The Central Banks, meanwhile, are indeed happy to just sit on their hands. They appear bent on maintaining near zero interest rates as they stayed on pace with their bond purchasing programs. They seem wanton in disregard for the positive economic implications stemming from the proven success of the many vaccines, as well as the stimulative effects of a $1.9 trillion relief package that just got underway in the US. When put to task, the Banks made it clear that they would not consider raising interest rates until they see a substantial improvement in the general level of employment. For the time being, the edge in this interest rate tug-of-war goes to the private investors as evidenced by the fast clip at which the bond market’s yield curve steepened. When yields at the long maturity end of the curve rises, pressure is on for the yields at the short maturity end of the curve to rise as well, making it more difficult for the policymakers to maintain their targeted interest rates.
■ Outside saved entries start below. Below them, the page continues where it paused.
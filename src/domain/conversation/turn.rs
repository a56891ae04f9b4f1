//! ConversationTurn entity.
//!
//! One exchange in a counselling session: the user's message and the
//! responder's payload. Turns are immutable records; the log they live
//! in is append-only.

use serde::{Deserialize, Serialize};
use serde_json::Value;

use crate::domain::foundation::{Timestamp, ValidationError};

/// An immutable user/responder exchange.
///
/// The responder payload is kept opaque: this core never interprets it,
/// it only stores and returns it.
#[derive(Debug, Clone, PartialEq, Eq, Serialize, Deserialize)]
pub struct ConversationTurn {
    /// When the turn was recorded.
    timestamp: Timestamp,

    /// What the user said.
    user_message: String,

    /// The structured payload produced by the external responder.
    system_response: Value,
}

impl ConversationTurn {
    /// Creates a new turn stamped with the current time.
    ///
    /// # Errors
    ///
    /// - `EmptyField` if the user message is empty or whitespace-only
    pub fn new(
        user_message: impl Into<String>,
        system_response: Value,
    ) -> Result<Self, ValidationError> {
        let user_message = user_message.into();
        if user_message.trim().is_empty() {
            return Err(ValidationError::empty_field("user_message"));
        }

        Ok(Self {
            timestamp: Timestamp::now(),
            user_message,
            system_response,
        })
    }

    /// Reconstitutes a turn from persistence (no validation).
    pub fn reconstitute(
        timestamp: Timestamp,
        user_message: String,
        system_response: Value,
    ) -> Self {
        Self {
            timestamp,
            user_message,
            system_response,
        }
    }

    pub fn timestamp(&self) -> &Timestamp {
        &self.timestamp
    }

    pub fn user_message(&self) -> &str {
        &self.user_message
    }

    pub fn system_response(&self) -> &Value {
        &self.system_response
    }
}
This clash of the titans has commanded our full attention and its resolution will no doubt have longer term implications for all financial markets. For the time being, we are quite content to just sit on the bond market’s sidelines and observe.
This past spring brought a renaissance to the rate-resets segment of the preferred shares market. Two significant developments in these shares’ landscape sent investors rushing into the space. First, as noted above, investors are expecting interest rates to climb and thus in turn for these shares’ dividend rates to reset at progressively higher levels from now on. Second, this segment of the market has been physically shrinking. There was a grand total of just one new issue of rate-resets since June of 2019. Corporations are now reluctant to issue new rate-resets given that more cost-effective means of raising capital have recently been made available to them. Additionally, many past issuers (5 in the last 3 months) have started to redeem their outstanding issues, because those can now be refinanced at significantly lower costs. Put together, the supply of rate-reset preferred shares has been falling while the demand for them continues to climb. Now, one of the most elementary laws of economics says that if the supply for a product falls while its demand rises, then its price will rise. And that is exactly what we are observing in the preferred shares market today, sharply climbing prices for the rate-resets. Higher expected dividend rates and a declining supply add up to an excellent risk/return proposition for these shares. We recently added to our existing positions and may continue to do so in the near term.